Hello everyone in this article we are going to see how to set up Windows 10 ARM edition in M1 Mac using QEMU and benchmark it using GeekBench

No BootCamp in M1 Macs

Before introduction of M1 Mac Intel based Mac used BootCamp which allow the users to dual boot Windows in their Mac so that they can enjoy best of both worlds but in M1 Mac Boot Camp is not supported even though it comes with BootCamp installed when we try to open, it gives this error. Apple will fix it in future if Microsoft allows ARM Windows 10 edition to run in M1 Mac. But still ARM Windows 10 edition is still under insider preview so it may take some months or years.

QEMU is one of the possible solutions with some Limitations

QEMU is a free and open-source emulator and virtualizer that can perform hardware virtualization. QEMU is a hosted virtual machine monitor it emulates the machine’s processor through dynamic binary translation and provides a set of different hardware and device models for the machine, enabling it to run a variety of guest OS. It also can be used with Kernel-based Virtual Machine (KVM) to run virtual machines at near-native speed (by taking advantage of hardware extensions such as Intel VT-x). QEMU can also do emulation for user-level processes, allowing applications compiled for one architecture to run on another.

Getting Windows 10 ARM insider preview edition

Currently Windows 10 ARM is under preview and one can download it by joining Microsoft Insider program and download the VHDX file

Setting up Network Adapter for connecting VM to internet

Fedora infrastructure hosts virtIO drivers and additional software agents for Windows virtual machines running on kernel-based virtual machines (KVM). virtIO is a virtualization standard for network and disk device drivers. By default the VM is not connected to internet so we need to download an virtIO iso file to add network adapter to our VM it can be downloaded from here

Setting up QEMU

Here we are going to use ACVM which is a GUI based QEMU which makes creating VM easier than using CLI to create VM. Download the ACVM from here

ACVM is an open source project and it is available on GitHub you check it out here

Once downloaded launch ACVM and if Mac’s gatekeeper prevent it from launching then go to settings and give access to ACVM application.

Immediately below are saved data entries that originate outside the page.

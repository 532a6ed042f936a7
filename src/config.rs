//! Configuration for the castd runner.
//!
//! Layering: built-in defaults, then an optional TOML file named by
//! `FRAMECAST_CONFIG`, then `FRAMECAST_*` environment overrides, then a
//! final validation pass. CLI flags are applied on top by the binary.

use anyhow::{anyhow, Context, Result};
use serde::Deserialize;
use std::path::{Path, PathBuf};

use crate::frame::PixelFormat;

const DEFAULT_FRAME_RATE: f64 = 10.0;
const DEFAULT_WIDTH: u32 = 640;
const DEFAULT_HEIGHT: u32 = 480;
const DEFAULT_RUN_SECONDS: u64 = 5;
const DEFAULT_OUT_DIR: &str = "castd_out";
const DEFAULT_SNAPSHOTS: usize = 3;

#[derive(Debug, Deserialize, Default)]
struct CastdConfigFile {
    frame_rate: Option<f64>,
    run_seconds: Option<u64>,
    source: Option<SourceConfigFile>,
    snapshots: Option<SnapshotConfigFile>,
}

#[derive(Debug, Deserialize, Default)]
struct SourceConfigFile {
    width: Option<u32>,
    height: Option<u32>,
    format: Option<String>,
}

#[derive(Debug, Deserialize, Default)]
struct SnapshotConfigFile {
    out_dir: Option<PathBuf>,
    count: Option<usize>,
}

#[derive(Debug, Clone)]
pub struct CastdConfig {
    pub frame_rate: f64,
    pub run_seconds: u64,
    pub width: u32,
    pub height: u32,
    pub format: PixelFormat,
    pub out_dir: PathBuf,
    pub snapshot_count: usize,
}

impl CastdConfig {
    pub fn load() -> Result<Self> {
        let file_cfg = match std::env::var("FRAMECAST_CONFIG").ok().as_deref() {
            Some(path) => read_config_file(Path::new(path))?,
            None => CastdConfigFile::default(),
        };
        let mut cfg = Self::from_file(file_cfg)?;
        cfg.apply_env()?;
        cfg.validate()?;
        Ok(cfg)
    }

    fn from_file(file: CastdConfigFile) -> Result<Self> {
        let source = file.source.unwrap_or_default();
        let snapshots = file.snapshots.unwrap_or_default();
        Ok(Self {
            frame_rate: file.frame_rate.unwrap_or(DEFAULT_FRAME_RATE),
            run_seconds: file.run_seconds.unwrap_or(DEFAULT_RUN_SECONDS),
            width: source.width.unwrap_or(DEFAULT_WIDTH),
            height: source.height.unwrap_or(DEFAULT_HEIGHT),
            format: match source.format.as_deref() {
                None => PixelFormat::I420,
                Some(name) => parse_format(name)?,
            },
            out_dir: snapshots
                .out_dir
                .unwrap_or_else(|| PathBuf::from(DEFAULT_OUT_DIR)),
            snapshot_count: snapshots.count.unwrap_or(DEFAULT_SNAPSHOTS),
        })
    }

    fn apply_env(&mut self) -> Result<()> {
        if let Ok(fps) = std::env::var("FRAMECAST_FPS") {
            self.frame_rate = fps
                .parse()
                .with_context(|| format!("FRAMECAST_FPS '{fps}' is not a number"))?;
        }
        if let Ok(secs) = std::env::var("FRAMECAST_SECONDS") {
            self.run_seconds = secs
                .parse()
                .with_context(|| format!("FRAMECAST_SECONDS '{secs}' is not a number"))?;
        }
        if let Ok(out) = std::env::var("FRAMECAST_OUT") {
            self.out_dir = PathBuf::from(out);
        }
        if let Ok(format) = std::env::var("FRAMECAST_FORMAT") {
            self.format = parse_format(&format)?;
        }
        Ok(())
    }

    fn validate(&self) -> Result<()> {
        if !self.frame_rate.is_finite() || self.frame_rate <= 0.0 {
            return Err(anyhow!(
                "frame_rate must be positive, got {}",
                self.frame_rate
            ));
        }
        // Also catches zero or odd I420 dimensions.
        self.format.frame_len(self.width, self.height)?;
        Ok(())
    }
}

fn parse_format(name: &str) -> Result<PixelFormat> {
    match name.to_ascii_lowercase().as_str() {
        "i420" => Ok(PixelFormat::I420),
        "bgra" => Ok(PixelFormat::Bgra),
        other => Err(anyhow!("unknown pixel format '{other}' (use i420 or bgra)")),
    }
}

fn read_config_file(path: &Path) -> Result<CastdConfigFile> {
    let raw = std::fs::read_to_string(path)
        .with_context(|| format!("reading config file {}", path.display()))?;
    toml::from_str(&raw).with_context(|| format!("parsing config file {}", path.display()))
}
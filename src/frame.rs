//! Reusable video frame buffer.
//!
//! The broadcast loop allocates exactly one `VideoFrame` and overwrites it
//! in place on every iteration. Refilling reuses the pixel allocation, so
//! a steady-state broadcast performs no per-frame heap allocation once the
//! buffer has grown to its working size.

use crate::error::FrameError;

/// Pixel layouts a frame buffer can carry.
#[derive(Clone, Copy, Debug, PartialEq, Eq)]
pub enum PixelFormat {
    /// Planar YUV 4:2:0. Dimensions must be even.
    I420,
    /// Packed 8-bit blue/green/red/alpha.
    Bgra,
}

impl PixelFormat {
    /// Exact byte length of a frame of this format at the given dimensions.
    pub fn frame_len(&self, width: u32, height: u32) -> Result<usize, FrameError> {
        if width == 0 || height == 0 {
            return Err(FrameError::EmptyDimensions { width, height });
        }
        let pixels = width as usize * height as usize;
        match self {
            PixelFormat::I420 => {
                if width % 2 != 0 || height % 2 != 0 {
                    return Err(FrameError::OddI420Dimensions { width, height });
                }
                Ok(pixels * 3 / 2)
            }
            PixelFormat::Bgra => Ok(pixels * 4),
        }
    }
}

/// One mutable pixel buffer plus its metadata.
///
/// A freshly constructed frame is empty and invalid; it becomes valid once
/// a source has filled it. Validity is cleared again by `invalidate`.
#[derive(Debug)]
pub struct VideoFrame {
    format: PixelFormat,
    width: u32,
    height: u32,
    data: Vec<u8>,
    valid: bool,
}

impl VideoFrame {
    /// An empty, invalid buffer. The format here is only the initial
    /// allocation hint; sources overwrite format and dimensions on fill.
    pub fn empty(format: PixelFormat) -> Self {
        Self {
            format,
            width: 0,
            height: 0,
            data: Vec::new(),
            valid: false,
        }
    }

    /// Overwrite this frame in place, letting the caller write pixels
    /// directly into the resized buffer.
    pub fn overwrite_with<F>(
        &mut self,
        format: PixelFormat,
        width: u32,
        height: u32,
        fill: F,
    ) -> Result<(), FrameError>
    where
        F: FnOnce(&mut [u8]),
    {
        let len = format.frame_len(width, height)?;
        self.data.resize(len, 0);
        fill(&mut self.data);
        self.format = format;
        self.width = width;
        self.height = height;
        self.valid = true;
        Ok(())
    }

    /// Overwrite this frame by copying pixels from a slice. The slice
    /// length must match the format's exact frame length.
    pub fn overwrite(
        &mut self,
        format: PixelFormat,
        width: u32,
        height: u32,
        pixels: &[u8],
    ) -> Result<(), FrameError> {
        let len = format.frame_len(width, height)?;
        if pixels.len() != len {
            return Err(FrameError::LengthMismatch {
                expected: len,
                actual: pixels.len(),
            });
        }
        self.data.clear();
        self.data.extend_from_slice(pixels);
        self.format = format;
        self.width = width;
        self.height = height;
        self.valid = true;
        Ok(())
    }

    /// Mark the frame stale without releasing its allocation.
    pub fn invalidate(&mut self) {
        self.valid = false;
    }

    pub fn format(&self) -> PixelFormat {
        self.format
    }

    pub fn width(&self) -> u32 {
        self.width
    }

    pub fn height(&self) -> u32 {
        self.height
    }

    /// Whether the buffer currently holds a fetched frame.
    pub fn is_valid(&self) -> bool {
        self.valid
    }

    pub fn data(&self) -> &[u8] {
        &self.data
    }
}
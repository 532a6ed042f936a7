//! Seams between the daemon and its collaborators.
//!
//! The daemon consumes exactly two capabilities from the source it is
//! bound to: "fill this buffer with the newest frame" and "push this
//! buffer to your observers". Observer bookkeeping (attach/detach,
//! fan-out order) lives entirely inside source implementations; the
//! daemon never sees individual listeners.

use crate::frame::VideoFrame;

/// A pull-style frame provider that also owns its notification channel.
pub trait FrameSource {
    /// Try to fill `frame` with the newest available frame, overwriting
    /// it in place. Returns whether a frame was obtained. An empty fetch
    /// is not an error; the caller just waits for the next tick.
    fn fetch_frame(&mut self, frame: &mut VideoFrame) -> bool;

    /// Push a populated frame to every currently attached observer.
    fn notify(&mut self, frame: &VideoFrame);
}

/// The listener side of the push channel.
pub trait FrameObserver {
    fn on_frame(&mut self, frame: &VideoFrame);
}
//! Error kinds for daemon construction and lifecycle control.
//!
//! Failures are only visible at `bind`/`start`/`stop` time. Inside the
//! broadcast loop there is no error channel back to the caller: an empty
//! fetch is skipped, an observer failure is the observer's problem.

use thiserror::Error;

#[derive(Debug, Error)]
pub enum DaemonError {
    /// The weak source handle is dead: the provider the daemon was meant
    /// to poll no longer exists.
    #[error("broadcast daemon is not bound to a live frame source")]
    SourceUnbound,

    /// Frame rates must be finite and strictly positive.
    #[error("invalid frame rate {0} (must be a positive number of frames per second)")]
    InvalidRate(f64),

    /// `start` was called while a broadcast loop is already live.
    #[error("broadcast already running")]
    AlreadyRunning,

    /// `stop` was called with no broadcast loop to stop.
    #[error("broadcast not running")]
    NotRunning,

    /// The worker thread panicked before it could be joined.
    #[error("broadcast worker thread panicked")]
    WorkerPanicked,
}

/// Errors from frame buffer (re)configuration.
#[derive(Debug, Error)]
pub enum FrameError {
    #[error("frame dimensions {width}x{height} must be non-zero")]
    EmptyDimensions { width: u32, height: u32 },

    #[error("I420 frames need even dimensions, got {width}x{height}")]
    OddI420Dimensions { width: u32, height: u32 },

    #[error("pixel slice is {actual} bytes, format needs exactly {expected}")]
    LengthMismatch { expected: usize, actual: usize },
}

  • Drag the Win10 VHDX file to MainImage box and virtIO ISO file to CDImage box
  • Set Ram depending upon your Mac's RAM capacity and set no of CPU cores to 4 or more
  • Press start now Windows 10 will boot and after initial set up you can see Windows 10 ARM edition running in M1 Mac.

Setting up Internet

Now as you can see the VM is not connected to internet so go to This PC in vm and open the iSO file which we have loaded and install netkvm.

This will set up the network adapter for your VM. To check this go to device manager in VM and Network Adapter you can see RedHat VirtIO Ethernet Adapter.

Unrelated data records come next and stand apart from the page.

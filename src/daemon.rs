//! The broadcast daemon.
//!
//! `BroadcastDaemon` adapts a pull-style `FrameSource` into a push-style
//! observable: once started it polls the source on a fixed tick and, when
//! a frame is available, republishes it through the source's own
//! notification channel. One daemon owns at most one worker thread; the
//! caller's thread and that worker are the only two threads involved.
//!
//! Shutdown is cooperative. The worker re-checks an atomic running flag
//! once per tick, and `stop` blocks until the worker has exited, so a
//! fetch+notify pair can never outlive the daemon that scheduled it.

use std::sync::atomic::{AtomicBool, Ordering};
use std::sync::{Arc, Mutex, Weak};
use std::thread::JoinHandle;
use std::time::Duration;

use crate::error::DaemonError;
use crate::frame::{PixelFormat, VideoFrame};
use crate::source::FrameSource;

/// Polls a bound frame source at a caller-specified cadence and fans the
/// frames out through the source's observers.
///
/// The daemon holds only a weak handle to its source: the caller keeps the
/// source alive, the daemon borrows it for the duration of each broadcast.
/// Binding is set once at construction and immutable afterwards.
pub struct BroadcastDaemon<S> {
    source: Weak<Mutex<S>>,
    running: Arc<AtomicBool>,
    worker: Option<JoinHandle<()>>,
}

impl<S: FrameSource + Send + 'static> BroadcastDaemon<S> {
    /// Bind a daemon to a frame source. Fails if the weak handle is
    /// already dead; never starts the broadcast loop.
    pub fn bind(source: Weak<Mutex<S>>) -> Result<Self, DaemonError> {
        if source.upgrade().is_none() {
            return Err(DaemonError::SourceUnbound);
        }
        Ok(Self {
            source,
            running: Arc::new(AtomicBool::new(false)),
            worker: None,
        })
    }

    /// Start broadcasting at `frame_rate` frames per second.
    ///
    /// The inter-frame sleep is computed once here and never adjusted for
    /// time spent fetching or notifying, so the effective rate runs
    /// slightly below target under load. See [`tick_interval`].
    pub fn start(&mut self, frame_rate: f64) -> Result<(), DaemonError> {
        if !frame_rate.is_finite() || frame_rate <= 0.0 {
            return Err(DaemonError::InvalidRate(frame_rate));
        }
        if self.worker.is_some() {
            return Err(DaemonError::AlreadyRunning);
        }
        let source = self.source.upgrade().ok_or(DaemonError::SourceUnbound)?;

        let interval = tick_interval(frame_rate);
        self.running.store(true, Ordering::SeqCst);
        let running = Arc::clone(&self.running);
        self.worker = Some(std::thread::spawn(move || {
            broadcast_loop(source, running, interval);
        }));
        log::debug!(
            "broadcast started at {} fps (tick {:?})",
            frame_rate,
            interval
        );
        Ok(())
    }

    /// Stop the current broadcast and wait for the worker to exit.
    ///
    /// Clearing the running flag happens under the source mutex, so a
    /// stop can only interleave between fetch+notify pairs, never split
    /// one. The mutex is released before joining; holding it across the
    /// join would deadlock a worker that is about to lock.
    pub fn stop(&mut self) -> Result<(), DaemonError> {
        let worker = self.worker.take().ok_or(DaemonError::NotRunning)?;
        if let Some(source) = self.source.upgrade() {
            let _guard = source.lock().unwrap_or_else(|poisoned| poisoned.into_inner());
            self.running.store(false, Ordering::SeqCst);
        } else {
            self.running.store(false, Ordering::SeqCst);
        }
        worker.join().map_err(|_| DaemonError::WorkerPanicked)?;
        log::debug!("broadcast stopped");
        Ok(())
    }

    /// Whether a broadcast loop is currently live.
    pub fn is_running(&self) -> bool {
        self.worker.is_some()
    }
}

impl<S> Drop for BroadcastDaemon<S> {
    fn drop(&mut self) {
        // The daemon must never be destroyed while its loop is executing.
        if let Some(worker) = self.worker.take() {
            self.running.store(false, Ordering::SeqCst);
            let _ = worker.join();
        }
    }
}

/// Fixed inter-frame sleep for a target rate: `1000 / frame_rate`
/// milliseconds, truncated toward zero at microsecond granularity.
///
/// Kept as its own step so a drift-compensating scheduler could replace
/// the computation without touching the loop.
fn tick_interval(frame_rate: f64) -> Duration {
    let sleep_ms = 1000.0 / frame_rate;
    Duration::from_micros((sleep_ms * 1000.0) as u64)
}

fn broadcast_loop<S: FrameSource>(
    source: Arc<Mutex<S>>,
    running: Arc<AtomicBool>,
    interval: Duration,
) {
    // One reusable buffer for the whole broadcast; sources overwrite it
    // in place. Format fixed at loop start.
    let mut frame = VideoFrame::empty(PixelFormat::I420);
    while running.load(Ordering::SeqCst) {
        {
            let mut source = source
                .lock()
                .unwrap_or_else(|poisoned| poisoned.into_inner());
            if source.fetch_frame(&mut frame) {
                source.notify(&frame);
            }
            // An empty fetch is skipped silently; wait for the next tick.
        }
        std::thread::sleep(interval);
    }
}

#[cfg(test)]
mod tests {
    use super::*;

    struct NullSource;

    impl FrameSource for NullSource {
        fn fetch_frame(&mut self, _frame: &mut VideoFrame) -> bool {
            false
        }

        fn notify(&mut self, _frame: &VideoFrame) {}
    }

    fn bound_daemon() -> (Arc<Mutex<NullSource>>, BroadcastDaemon<NullSource>) {
        let source = Arc::new(Mutex::new(NullSource));
        let daemon = BroadcastDaemon::bind(Arc::downgrade(&source)).expect("bind");
        (source, daemon)
    }

    #[test]
    fn bind_rejects_dead_source() {
        let source = Arc::new(Mutex::new(NullSource));
        let weak = Arc::downgrade(&source);
        drop(source);
        assert!(matches!(
            BroadcastDaemon::bind(weak),
            Err(DaemonError::SourceUnbound)
        ));
    }

    #[test]
    fn bind_accepts_live_source() {
        let (_source, daemon) = bound_daemon();
        assert!(!daemon.is_running());
    }

    #[test]
    fn start_rejects_zero_and_negative_rates() {
        let (_source, mut daemon) = bound_daemon();
        assert!(matches!(
            daemon.start(0.0),
            Err(DaemonError::InvalidRate(_))
        ));
        assert!(matches!(
            daemon.start(-5.0),
            Err(DaemonError::InvalidRate(_))
        ));
        assert!(matches!(
            daemon.start(f64::NAN),
            Err(DaemonError::InvalidRate(_))
        ));
        assert!(!daemon.is_running());
    }

    #[test]
    fn double_start_fails_fast() {
        let (_source, mut daemon) = bound_daemon();
        daemon.start(50.0).expect("first start");
        assert!(matches!(
            daemon.start(50.0),
            Err(DaemonError::AlreadyRunning)
        ));
        daemon.stop().expect("stop");
    }

    #[test]
    fn stop_without_start_is_not_running() {
        let (_source, mut daemon) = bound_daemon();
        assert!(matches!(daemon.stop(), Err(DaemonError::NotRunning)));
    }

    #[test]
    fn start_after_stop_succeeds() {
        let (_source, mut daemon) = bound_daemon();
        daemon.start(100.0).expect("start");
        daemon.stop().expect("stop");
        daemon.start(100.0).expect("restart");
        daemon.stop().expect("stop again");
    }

    #[test]
    fn start_fails_when_source_dropped_after_bind() {
        let (source, mut daemon) = bound_daemon();
        drop(source);
        assert!(matches!(
            daemon.start(10.0),
            Err(DaemonError::SourceUnbound)
        ));
    }

    #[test]
    fn tick_interval_truncates_toward_zero() {
        // 30 fps -> 33.333... ms -> 33333 whole microseconds.
        assert_eq!(tick_interval(30.0), Duration::from_micros(33_333));
        assert_eq!(tick_interval(10.0), Duration::from_micros(100_000));
        // 7 fps -> 142.857... ms -> 142857 us, fractional part dropped.
        assert_eq!(tick_interval(7.0), Duration::from_micros(142_857));
    }

    #[test]
    fn drop_while_running_joins_worker() {
        let (_source, mut daemon) = bound_daemon();
        daemon.start(200.0).expect("start");
        drop(daemon);
        // Nothing to assert directly; reaching here without a hang is the
        // property under test.
    }
}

Now open the browser and you can see Internet works

Fixing Display resolution

By defualt whenever your VM it has a display resoultion of 640x480 to change this while booting the VM press escape key to enter into bios settigs here and follow the below steps

Now save it and select reset now it will boot it in 1024x768 resolution. But at present you need to do this step every time you boot into the VM in future the ACVM developer may fix it.

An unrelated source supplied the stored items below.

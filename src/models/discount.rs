//! Discount code and bulk discount models

use chrono::{DateTime, Utc};
use serde::{Deserialize, Serialize};
use sqlx::FromRow;

#[derive(Debug, Clone, Serialize, Deserialize, FromRow)]
pub struct DiscountCode {
    pub id: i64,
    pub vendor_id: i64,
    /// When set, the code only applies to this event
    pub event_id: Option<i64>,
    pub code: String,
    pub discount_type: String,
    pub discount_value: f64,
    pub min_purchase_amount: Option<f64>,
    pub max_uses: Option<i32>,
    pub used_count: i32,
    pub expiry_date: Option<DateTime<Utc>>,
    pub is_active: bool,
    pub created_at: DateTime<Utc>,
}

/// Quantity-tiered automatic discount, distinct from code-based discounts
#[derive(Debug, Clone, PartialEq, Serialize, Deserialize, FromRow)]
pub struct BulkDiscount {
    pub id: i64,
    pub event_id: i64,
    pub min_quantity: i32,
    pub discount_type: String,
    pub discount_value: f64,
    pub created_at: DateTime<Utc>,
}

#[derive(Debug, Clone, Copy, PartialEq, Eq, Serialize, Deserialize)]
pub enum DiscountType {
    Percentage,
    Fixed,
}

impl DiscountType {
    pub fn as_str(&self) -> &'static str {
        match self {
            DiscountType::Percentage => "percentage",
            DiscountType::Fixed => "fixed",
        }
    }

    pub fn parse(s: &str) -> Option<Self> {
        match s {
            "percentage" => Some(DiscountType::Percentage),
            "fixed" => Some(DiscountType::Fixed),
            _ => None,
        }
    }
}

/// Why a discount code was refused for a candidate purchase
#[derive(Debug, Clone, PartialEq)]
pub enum DiscountRejection {
    /// Unknown, inactive, or belonging to another vendor
    Invalid,
    /// Scoped to a different event
    WrongEvent,
    Expired,
    /// max_uses reached
    Exhausted,
    BelowMinimum { min: f64 },
}

impl DiscountRejection {
    /// Translation key of the user-facing message
    pub fn message_key(&self) -> &'static str {
        match self {
            DiscountRejection::Invalid => "discount.invalid",
            DiscountRejection::WrongEvent => "discount.wrong_event",
            DiscountRejection::Expired => "discount.expired",
            DiscountRejection::Exhausted => "discount.exhausted",
            DiscountRejection::BelowMinimum { .. } => "discount.min_purchase",
        }
    }
}

#[derive(Debug, Clone, Serialize, Deserialize)]
pub struct CreateDiscountCodeRequest {
    pub vendor_id: i64,
    pub event_id: Option<i64>,
    pub code: String,
    pub discount_type: DiscountType,
    pub discount_value: f64,
    pub min_purchase_amount: Option<f64>,
    pub max_uses: Option<i32>,
    pub expiry_date: Option<DateTime<Utc>>,
}

#[derive(Debug, Clone, Serialize, Deserialize)]
pub struct CreateBulkDiscountRequest {
    pub event_id: i64,
    pub min_quantity: i32,
    pub discount_type: DiscountType,
    pub discount_value: f64,
}
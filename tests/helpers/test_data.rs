//! Test data helpers for creating domain objects
//!
//! Builders return fully populated structs with sensible defaults so each
//! test only overrides the fields it cares about.

use chrono::{NaiveDate, Utc};
use uuid::Uuid;

use nuqta::models::booking::Booking;
use nuqta::models::discount::{BulkDiscount, DiscountCode};
use nuqta::models::event::{Event, Ticket};
use nuqta::models::profile::Profile;

/// A percentage discount code belonging to the given vendor
pub fn create_test_code(vendor_id: i64, code: &str, value: f64) -> DiscountCode {
    DiscountCode {
        id: 1,
        vendor_id,
        event_id: None,
        code: code.to_string(),
        discount_type: "percentage".to_string(),
        discount_value: value,
        min_purchase_amount: None,
        max_uses: None,
        used_count: 0,
        expiry_date: None,
        is_active: true,
        created_at: Utc::now(),
    }
}

/// A percentage bulk tier for an event
pub fn create_test_tier(event_id: i64, min_quantity: i32, value: f64) -> BulkDiscount {
    BulkDiscount {
        id: min_quantity as i64,
        event_id,
        min_quantity,
        discount_type: "percentage".to_string(),
        discount_value: value,
        created_at: Utc::now(),
    }
}

/// A published event in Kadıköy
pub fn create_test_event(id: i64, vendor_id: i64) -> Event {
    Event {
        id,
        vendor_id,
        category_id: Some(1),
        title: "Bosphorus Jazz Night".to_string(),
        slug: "bosphorus-jazz-night".to_string(),
        description: Some("An evening of live jazz by the water".to_string()),
        event_type: None,
        event_date: Utc::now() + chrono::Duration::days(14),
        end_date: None,
        venue_name: Some("Moda Sahnesi".to_string()),
        district: Some("Kadıköy".to_string()),
        city: "Istanbul".to_string(),
        country: "Turkey".to_string(),
        latitude: Some(40.9830),
        longitude: Some(29.0291),
        capacity: Some(200),
        status: "published".to_string(),
        created_at: Utc::now(),
        updated_at: Utc::now(),
    }
}

/// A ticket type for an event
pub fn create_test_ticket(id: i64, event_id: i64, price: f64, quantity: i32) -> Ticket {
    Ticket {
        id,
        event_id,
        name: "General admission".to_string(),
        price,
        quantity,
        sold: 0,
        created_at: Utc::now(),
    }
}

/// A confirmed booking
pub fn create_test_booking(id: i64, user_id: i64, vendor_id: i64, total: f64) -> Booking {
    Booking {
        id,
        user_id,
        vendor_id,
        event_id: 1,
        status: "confirmed".to_string(),
        total_amount: total,
        discount_amount: 0.0,
        created_at: Utc::now(),
        updated_at: Utc::now(),
    }
}

/// An attendee profile
pub fn create_test_profile(id: i64, email: &str, language: &str) -> Profile {
    Profile {
        id,
        auth_id: Uuid::new_v4(),
        email: email.to_string(),
        full_name: Some("Ayşe Yılmaz".to_string()),
        phone: Some("+905551234567".to_string()),
        gender: Some("female".to_string()),
        birth_date: NaiveDate::from_ymd_opt(1995, 4, 12),
        role: "user".to_string(),
        language: language.to_string(),
        avatar_url: None,
        created_at: Utc::now(),
        updated_at: Utc::now(),
    }
}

Benchmarking using GeekBench

Now we can compare our VM running Windows 10 ARM on M1 chip with Microsoft Surface Pro X running Windows 10 ARM natively without any VM in Microsoft SQ2 ARM Chip.

And here are the results

Surface Pro X with SQ2 Chip

Our VM running in M1 Chip with default CPU(4 cores),RAM(4gb) configuration

Conclusion

As you can see Windows 10 ARM edition running in M1 Chip inside a VM outperforms Microsoft SQ2 chip running it natively without any VM. So In future If Microsoft allows Apple to run Windows 10 ARM edition natively using Boot Camp with M1 GPU support then M1 chip will run the OS much better than Microsoft’s SQ2 Chip. And complete details about GeekBench test can be found here.